Após ficar dois anos e meio atrás das grades, o empresário Marcelo Odebrecht deixa a prisão no próximo dia 19. De acordo com a Folha, não há, porém, o menor clima na empresa para festejar a saída de Marcelo, que ficará em prisão domiciliar por dois anos e meio. O ambiente, de acordo com executivos e delatores ouvidos pela Folha, é de preocupação.
Conforme a publicação, pessoas com acesso ao empresário na prisão afirmam que ele se mostra insatisfeito com um acordo cujo resultado considera extremamente injusto, principalmente no que se refere à sua participação no pagamento de propina. Há o temor de que aponte omissões e imprecisões no acordo, tema frequente de conversas de quem o visita em Curitiba. No período em que está preso, o ex-presidente da Odebrecht rompeu com o diretor jurídico do grupo, Adriano Maia, com a irmã, Mônica, com o cunhado, Maurício Ferro, que também é diretor no grupo, e com a mãe, a quem era muito ligado. Com o pai, Emílio Odebrecht, presidente do conselho do grupo, ele já havia brigado antes mesmo de ter sido preso, em junho de 2015.
A prisão e o acordo de delação ampliaram o fosso entre pai e filho. A delação da Odebrecht, que envolveu 77 executivos, foi arquitetada por Emílio, que via nesse instrumento a única maneira de salvar os negócios da falência. Não foi bem um acordo, segundo Theo Dias, advogado que coordenou o processo, mas uma "rendição".
Segundo a editoria Poder, da Folha, depois que aderiu ao acordo, Marcelo tem sido perfeccionista com os relatos e criticado em interrogatórios o que considera imprecisões, erros e mentiras. Ele terá de ficar afastado da gestão do grupo, uma imposição do acordo, mas pode falar do que julga serem impropriedades da delação em audiências na Justiça. A preocupação dos executivos deriva de intervenções de Marcelo em ações penais que contrariam depoimentos dos acordos de delação. Ele diz que foi injustiçado em três casos em que é réu: o do sítio de Atibaiacuja propriedade é atribuída a Lula, processos envolvendo a Petrobras e a ação que tem como foco o empresário Taiguara Rodrigues, sobrinho da primeira mulher de Lula.
Marcelo diz que jamais se envolveu com questões relacionadas ao sítio. Segundo ele, foi seu pai quem decidiu bancar o mimo para Lula, e quem cuidava dos pagamentos era Alexandrino Alencar, executivo da construtora. Lula nega que seja dono do imóvel e que tenha recebido benefícios da Odebrecht, da OAS e do empresário José Carlos Bumlai durante a reforma. Nos processos da Petrobras, Marcelo tem repetido que não tinha ingerência nesses negócios, versão confirmada por dois diretores da Odebrecht que cuidavam desses contratos: Marcio Faria e Rogério Araújo.

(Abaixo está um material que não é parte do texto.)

#[cfg(test)]
mod tests {
    use super::*;
    use crate::db::{NewTrack, SqliteStore};
    use crate::fallback::{Placeholder, TRENDING_ALGORITHM};
    use crate::models::{ArtistId, GenreId};
    use crate::store::{InteractionStore, TrackCatalog, UserDirectory};
    use anyhow::bail;
    use chrono::Duration;
    use std::collections::{HashMap, HashSet};
    use std::sync::Arc;

    fn engine() -> anyhow::Result<(Arc<SqliteStore>, RecommendationEngine)> {
        let store = Arc::new(SqliteStore::open_in_memory()?);
        let engine = RecommendationEngine::new(Stores::shared(store.clone()), EngineConfig::default());
        Ok((store, engine))
    }

    fn validation_error(engine: &RecommendationEngine, request: &RecommendationRequest) -> ValidationError {
        match engine.get_recommendations(request) {
            Err(RecommendError::Validation(err)) => err,
            other => panic!("expected a validation error, got {other:?}"),
        }
    }

    #[test]
    fn test_validation_rejects_malformed_requests() -> anyhow::Result<()> {
        let (store, engine) = engine()?;
        let user = store.add_user("someone")?;

        let zero = RecommendationRequest::new(Strategy::Trending).with_limit(0);
        assert!(matches!(validation_error(&engine, &zero), ValidationError::LimitOutOfRange(0)));
        let huge = RecommendationRequest::new(Strategy::Trending).with_limit(101);
        assert!(matches!(validation_error(&engine, &huge), ValidationError::LimitOutOfRange(101)));

        let mut diverse = RecommendationRequest::new(Strategy::Trending);
        diverse.diversity_factor = 1.5;
        assert!(matches!(
            validation_error(&engine, &diverse),
            ValidationError::DiversityOutOfRange(_)
        ));

        let similar = RecommendationRequest::new(Strategy::SimilarTracks);
        assert!(matches!(
            validation_error(&engine, &similar),
            ValidationError::MissingSeedTrack(Strategy::SimilarTracks)
        ));
        assert!(matches!(
            validation_error(&engine, &RecommendationRequest::new(Strategy::GenreBased)),
            ValidationError::MissingSeedGenres
        ));
        assert!(matches!(
            validation_error(&engine, &RecommendationRequest::new(Strategy::ArtistBased)),
            ValidationError::MissingSeedArtists
        ));

        assert!(matches!(
            validation_error(&engine, &RecommendationRequest::new(Strategy::Hybrid)),
            ValidationError::MissingUser(Strategy::Hybrid)
        ));
        let ghost = RecommendationRequest::for_user(user + 100, Strategy::ContentBased);
        assert!(matches!(
            validation_error(&engine, &ghost),
            ValidationError::UnknownUser(id) if id == user + 100
        ));
        Ok(())
    }

    #[test]
    fn test_cold_start_user_gets_popular_tracks() -> anyhow::Result<()> {
        let (store, engine) = engine()?;
        let user = store.add_user("newcomer")?;
        store.add_track(&NewTrack::new("Big").plays(30))?;
        store.add_track(&NewTrack::new("Small").plays(3))?;

        let request = RecommendationRequest::for_user(user, Strategy::ContentBased).with_limit(5);
        let response = engine.get_recommendations(&request)?;

        let expected = FallbackProvider::new(store.clone(), store.clone()).popular(5, Placeholder::CONTENT)?;
        assert_eq!(response.recommendations, expected.items);
        assert_eq!(response.strategy, Strategy::ContentBased);
        assert_eq!(response.algorithm, "Popularity-based");
        assert!(response.fallback_used);
        assert_eq!(response.total_count, 2);
        assert!((response.average_confidence - 0.3).abs() < 1e-12);
        Ok(())
    }

    #[test]
    fn test_non_personalized_strategies_need_no_user() -> anyhow::Result<()> {
        let (store, engine) = engine()?;
        let now = Utc::now();
        store.add_track(&NewTrack::new("Old").created_at(now - Duration::days(90)).plays(10))?;
        store.add_track(&NewTrack::new("New").created_at(now - Duration::days(1)))?;

        let trending = engine.get_recommendations_at(&RecommendationRequest::new(Strategy::Trending), now)?;
        assert_eq!(trending.algorithm, TRENDING_ALGORITHM);
        assert_eq!(trending.total_count, 2);
        assert!(!trending.fallback_used);

        let fresh = engine.get_recommendations_at(&RecommendationRequest::new(Strategy::NewReleases), now)?;
        assert_eq!(fresh.algorithm, "Recency-based");
        assert_eq!(fresh.total_count, 1);
        assert_eq!(fresh.recommendations[0].track.title, "New");
        Ok(())
    }

    #[test]
    fn test_unknown_seed_genres_fall_back_to_trending() -> anyhow::Result<()> {
        let (store, engine) = engine()?;
        store.add_track(&NewTrack::new("Anything").genres(&["pop"]))?;

        let mut request = RecommendationRequest::new(Strategy::GenreBased);
        request.seed_genre_ids = vec![404];
        let response = engine.get_recommendations(&request)?;
        assert_eq!(response.algorithm, TRENDING_ALGORITHM);
        assert!(response.fallback_used);
        assert_eq!(response.total_count, 1);
        Ok(())
    }

    #[test]
    fn test_seeds_matching_only_inactive_tracks_fall_back_to_trending() -> anyhow::Result<()> {
        let (store, engine) = engine()?;
        let retired = store.add_track(&NewTrack::new("Retired").genres(&["jazz"]))?;
        store.set_track_active(retired, false)?;
        store.add_track(&NewTrack::new("Chart").genres(&["pop"]).plays(5))?;
        let jazz = store.add_genre("jazz")?;

        let mut request = RecommendationRequest::new(Strategy::GenreBased);
        request.seed_genre_ids = vec![jazz];
        let response = engine.get_recommendations(&request)?;
        assert_eq!(response.algorithm, TRENDING_ALGORITHM);
        assert!(response.fallback_used);
        assert_eq!(response.total_count, 1);
        assert_eq!(response.recommendations[0].track.title, "Chart");
        Ok(())
    }

    #[test]
    fn test_seeds_fully_known_to_user_fall_back_to_trending() -> anyhow::Result<()> {
        let (store, engine) = engine()?;
        let user = store.add_user("fan")?;
        let single = store.add_track(&NewTrack::new("Single").artists(&["Band"]))?;
        let b_side = store.add_track(&NewTrack::new("B-side").artists(&["Band"]))?;
        store.add_track(&NewTrack::new("Elsewhere").artists(&["Stranger"]))?;
        engine.record_interaction(user, single, InteractionType::Play, None)?;
        engine.record_interaction(user, b_side, InteractionType::Like, None)?;
        let band = store.add_artist("Band")?;

        let mut request = RecommendationRequest::for_user(user, Strategy::ArtistBased);
        request.seed_artist_ids = vec![band];
        let response = engine.get_recommendations(&request)?;
        assert_eq!(response.algorithm, TRENDING_ALGORITHM);
        assert!(response.fallback_used);
        assert_eq!(response.total_count, 3);

        request.include_known_tracks = true;
        let response = engine.get_recommendations(&request)?;
        assert_eq!(response.algorithm, "Artist Similarity");
        assert!(!response.fallback_used);
        assert_eq!(response.total_count, 2);
        Ok(())
    }

    #[test]
    fn test_record_interaction_is_cumulative() -> anyhow::Result<()> {
        let (store, engine) = engine()?;
        let user = store.add_user("listener")?;
        let track = store.add_track(&NewTrack::new("Song").duration(180))?;

        let first = engine.record_interaction(user, track, InteractionType::Play, Some(90.0))?;
        // one play + half the track heard
        assert!((first.interaction_score() - 2.0).abs() < 1e-12);

        let second = engine.record_interaction(user, track, InteractionType::Play, Some(180.0))?;
        assert_eq!(second.play_count, 2);
        assert!((second.total_listen_time - 270.0).abs() < 1e-12);
        // 2 plays + (270 / 360) * 2, not the 3.0 the second event alone would give
        assert!((second.interaction_score() - 3.5).abs() < 1e-12);
        assert!(second.last_interaction_at.is_some());

        let liked = engine.record_interaction(user, track, InteractionType::Like, None)?;
        assert!((liked.interaction_score() - 5.0).abs() < 1e-12);
        let unliked = engine.record_interaction(user, track, InteractionType::Unlike, None)?;
        assert!((unliked.interaction_score() - 3.5).abs() < 1e-12);

        let skipped = engine.record_interaction(user, track, InteractionType::Skip, Some(10.0))?;
        assert_eq!(skipped.skip_count, 1);
        assert_eq!(skipped.play_count, 2);

        assert_eq!(store.track(track)?.map(|t| t.play_count), Some(2));
        Ok(())
    }

    #[test]
    fn test_record_interaction_validates_input() -> anyhow::Result<()> {
        let (store, engine) = engine()?;
        let user = store.add_user("listener")?;
        let track = store.add_track(&NewTrack::new("Song"))?;

        let err = engine
            .record_interaction(user, track, InteractionType::Play, Some(-1.0))
            .unwrap_err();
        assert!(matches!(err, RecommendError::Validation(ValidationError::InvalidListenTime(_))));

        let err = engine
            .record_interaction(user + 1, track, InteractionType::Play, None)
            .unwrap_err();
        assert!(matches!(err, RecommendError::Validation(ValidationError::UnknownUser(_))));

        let err = engine
            .record_interaction(user, track + 1, InteractionType::Share, None)
            .unwrap_err();
        assert!(matches!(err, RecommendError::Validation(ValidationError::UnknownTrack(_))));
        Ok(())
    }

    /// A collaborator whose every read fails.
    struct BrokenStore;

    impl TrackCatalog for BrokenStore {
        fn track(&self, _: TrackId) -> anyhow::Result<Option<crate::models::Track>> {
            bail!("catalog offline")
        }
        fn tracks(&self, _: &[TrackId]) -> anyhow::Result<Vec<crate::models::Track>> {
            bail!("catalog offline")
        }
        fn active_tracks(&self) -> anyhow::Result<Vec<crate::models::Track>> {
            bail!("catalog offline")
        }
        fn top_tracks_by_play_count(&self, _: usize) -> anyhow::Result<Vec<crate::models::Track>> {
            bail!("catalog offline")
        }
        fn tracks_created_since(
            &self,
            _: DateTime<Utc>,
            _: usize,
        ) -> anyhow::Result<Vec<crate::models::Track>> {
            bail!("catalog offline")
        }
        fn genre_names(&self, _: &[GenreId]) -> anyhow::Result<Vec<String>> {
            bail!("catalog offline")
        }
        fn artist_names(&self, _: &[ArtistId]) -> anyhow::Result<Vec<String>> {
            bail!("catalog offline")
        }
    }

    impl InteractionStore for BrokenStore {
        fn qualifying_interactions(&self, _: UserId, _: f64) -> anyhow::Result<Vec<Interaction>> {
            bail!("interactions offline")
        }
        fn known_track_ids(&self, _: UserId) -> anyhow::Result<HashSet<TrackId>> {
            bail!("interactions offline")
        }
        fn users_sharing_tracks(&self, _: &[TrackId], _: f64, _: UserId) -> anyhow::Result<Vec<UserId>> {
            bail!("interactions offline")
        }
        fn qualifying_interactions_for_users(
            &self,
            _: &[UserId],
            _: f64,
        ) -> anyhow::Result<HashMap<UserId, Vec<Interaction>>> {
            bail!("interactions offline")
        }
        fn update_interaction(
            &self,
            _: UserId,
            _: TrackId,
            _: &mut dyn FnMut(&mut Interaction),
        ) -> anyhow::Result<Interaction> {
            bail!("interactions offline")
        }
        fn record_track_play(&self, _: UserId, _: TrackId, _: DateTime<Utc>) -> anyhow::Result<()> {
            bail!("interactions offline")
        }
        fn recent_play_counts(&self, _: DateTime<Utc>) -> anyhow::Result<HashMap<TrackId, u64>> {
            bail!("interactions offline")
        }
    }

    impl UserDirectory for BrokenStore {
        fn user_exists(&self, _: UserId) -> anyhow::Result<bool> {
            bail!("users offline")
        }
    }

    #[test]
    fn test_strategy_failure_degrades_to_trending() -> anyhow::Result<()> {
        let store = Arc::new(SqliteStore::open_in_memory()?);
        let user = store.add_user("me")?;
        store.add_track(&NewTrack::new("Still here").plays(4))?;

        // The user check fails, the catalog and interactions still work.
        let stores = Stores::new(store.clone(), store.clone(), Arc::new(BrokenStore));
        let engine = RecommendationEngine::new(stores, EngineConfig::default());

        let response = engine.get_recommendations(&RecommendationRequest::for_user(user, Strategy::Hybrid))?;
        assert_eq!(response.algorithm, TRENDING_ALGORITHM);
        assert!(response.fallback_used);
        assert_eq!(response.total_count, 1);
        Ok(())
    }

    #[test]
    fn test_total_failure_yields_empty_fallback() -> anyhow::Result<()> {
        let store = Arc::new(SqliteStore::open_in_memory()?);
        let user = store.add_user("me")?;
        store.add_track(&NewTrack::new("Unreachable"))?;

        let stores = Stores::new(store.clone(), Arc::new(BrokenStore), store.clone());
        let engine = RecommendationEngine::new(stores, EngineConfig::default());

        let response =
            engine.get_recommendations(&RecommendationRequest::for_user(user, Strategy::ContentBased))?;
        assert_eq!(response.algorithm, FALLBACK_ALGORITHM);
        assert!(response.fallback_used);
        assert!(response.recommendations.is_empty());
        assert_eq!(response.average_confidence, 0.0);

        // Validation still wins over storage trouble.
        let bad = RecommendationRequest::for_user(user, Strategy::ContentBased).with_limit(0);
        assert!(engine.get_recommendations(&bad).unwrap_err().is_validation());
        Ok(())
    }
}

Na ação de Taiguara, executivos da Odebrecht em Angola disseram à Justiça que Marcelo não teve participação no esquema que teria beneficiado o familiar de Lula. O ex-presidente do grupo também reclama que executivos da Odebrecht Ambiental, que atua com coleta de lixo, omitiram fatos no acordo. Há ainda casos de delatores que, segundo Marcelo, não deveriam estar no acordo porque não eram os responsáveis pelo suborno.
O clima de desconforto na empresa já levou um executivo tido como extremamente talentoso a pedir para sair do grupo. Trata-se de Paulo Cesena, ex-presidente da Odebrecht Transport. Cesena quer tanto deixar a Odebrecht que pediu para antecipar o cumprimento de pena, o que foi aceito pela Justiça. Ele era um dos 26 entre os 77 delatores que haviam sido autorizados a continuar na empresa para ajudar na recuperação dos negócios.
OUTRO LADO
Em nota enviada à Folha, a Odebrecht afirma que "fez uma colaboração ampla e definitiva com as autoridades, contendo mais de 900 relatos apresentados pela empresa e 77 executivos". A companhia afirma ainda na nota que "a colaboração se mostra eficaz, comprovada com milhares de documentos, planilhas, recibos e extratos bancários". A empresa também aceitou pagar uma multa de US$ 2,6 bilhões (R$ 8,4 bilhões).
Sobre a decisão de deixar o grupo Odebrecht, apurada pela Folha junto a outros executivos, Paulo Cesena diz, também por meio de nota, que não comenta especulações.